I was often unwell, and at school the other children likely thought I was exaggerating or simply bunking. In truth, I was enduring something they couldn’t imagine. I grew up too quickly, carrying a maturity that my peers later said left them feeling like “little pip‑squeaks” beside me. My body had forced me into adulthood before I was ready.

When my period stopped at fourteen, after years of agony, the reaction was not relief but suspicion. Our Headmaster — yes, an all‑girls school with a HeadMASTER — marched me down to our family doctor to check if I was pregnant. The humiliation of that moment still lingers. No one thought to ask if something deeper was wrong.

The diagnosis was premature ovarian failure. My ovaries had ceased to function, and I was told I would never have children naturally. At fourteen, I was carrying a truth that most women don’t face until their thirties. As far as I know, I was one of the youngest girls in the world to receive this diagnosis.

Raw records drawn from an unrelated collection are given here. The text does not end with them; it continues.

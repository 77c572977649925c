// Copyright 2025 the Picklist Authors
// SPDX-License-Identifier: Apache-2.0 OR MIT

//! Widget and option identifiers.

use alloc::format;
use alloc::string::String;
use core::fmt;

/// Stable identifier of one widget instance.
///
/// Accessibility wiring (`aria-activedescendant`, `aria-owns`, live regions)
/// refers to elements by ids derived from this one, so it must not change
/// across re-renders.
#[derive(Clone, Debug, PartialEq, Eq, Hash)]
pub struct WidgetId(String);

impl WidgetId {
    /// Wrap an explicit id.
    pub fn new(id: impl Into<String>) -> Self {
        Self(id.into())
    }

    /// The id as a string slice.
    pub fn as_str(&self) -> &str {
        &self.0
    }

    /// Id of the option element for `unique_item_id`: `{widget}-{item}`.
    pub fn option_id(&self, unique_item_id: &str) -> String {
        format!("{}-{}", self.0, unique_item_id)
    }

    /// Id of the popover list.
    pub fn popover_id(&self) -> String {
        format!("{}-popover", self.0)
    }

    /// Id of the assertive live region announcing chip removals.
    pub fn chip_removal_announce_id(&self) -> String {
        format!("{}-chip-removal-announce", self.0)
    }

    /// Id of the polite live region announcing the filtered count.
    pub fn filtered_items_length_id(&self) -> String {
        format!("{}-filteredItems-length", self.0)
    }

    /// Id of the visible label element.
    pub fn label_id(&self) -> String {
        format!("{}-label", self.0)
    }
}

impl fmt::Display for WidgetId {
    fn fmt(&self, f: &mut fmt::Formatter<'_>) -> fmt::Result {
        f.write_str(&self.0)
    }
}

/// Hands out widget ids for instances created without an explicit one.
///
/// Hosts keep one generator (for example per document) and pass it to widget
/// constructors; each instance draws its id once, at construction.
#[derive(Clone, Debug)]
pub struct IdGenerator {
    prefix: String,
    next: u64,
}

impl IdGenerator {
    /// Create a generator producing `{prefix}-1`, `{prefix}-2`, ….
    pub fn new(prefix: impl Into<String>) -> Self {
        Self {
            prefix: prefix.into(),
            next: 1,
        }
    }

    /// Draw a fresh id.
    pub fn next_id(&mut self) -> WidgetId {
        let id = WidgetId(format!("{}-{}", self.prefix, self.next));
        self.next += 1;
        id
    }

    /// Use `explicit` when given, otherwise draw a fresh id.
    pub fn resolve(&mut self, explicit: Option<&str>) -> WidgetId {
        match explicit {
            Some(id) => WidgetId::new(id),
            None => self.next_id(),
        }
    }
}

impl Default for IdGenerator {
    fn default() -> Self {
        Self::new("picklist")
    }
}

#[cfg(test)]
mod tests {
    use super::*;

    #[test]
    fn generated_ids_are_distinct() {
        let mut ids = IdGenerator::new("w");
        assert_eq!(ids.next_id().as_str(), "w-1");
        assert_eq!(ids.next_id().as_str(), "w-2");
    }

    #[test]
    fn explicit_id_wins_and_does_not_consume() {
        let mut ids = IdGenerator::default();
        assert_eq!(ids.resolve(Some("country")).as_str(), "country");
        assert_eq!(ids.resolve(None).as_str(), "picklist-1");
    }

    #[test]
    fn derived_ids() {
        let id = WidgetId::new("country");
        assert_eq!(id.option_id("fi"), "country-fi");
        assert_eq!(id.popover_id(), "country-popover");
        assert_eq!(id.chip_removal_announce_id(), "country-chip-removal-announce");
        assert_eq!(id.filtered_items_length_id(), "country-filteredItems-length");
        assert_eq!(id.label_id(), "country-label");
    }
}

But I didn’t mourn. I escaped the emotions and turned to pragmatism — a characteristic I still carry today. I put my shoulders back and carried on, knowing that in time, there might be alternative options: adoption, perhaps, or egg donor IVF. In 1986, with my first husband, I tried IVF with donor eggs — new in the country at the time. It was a nightmare, a failure, and that was that.

Today, I don’t regret not having had children, per se. What I reflect on is the absence of a personal legacy when I am gone. And so, my design work has become that legacy. Through creativity, precision, and the spaces I’ve shaped, I leave behind something enduring.

Sharing this now matters. Women’s health is too often hidden in silence, and conditions like mine carry stigma. By speaking openly, I hope to remind others that they are not alone, and that our worth is never diminished by medical labels.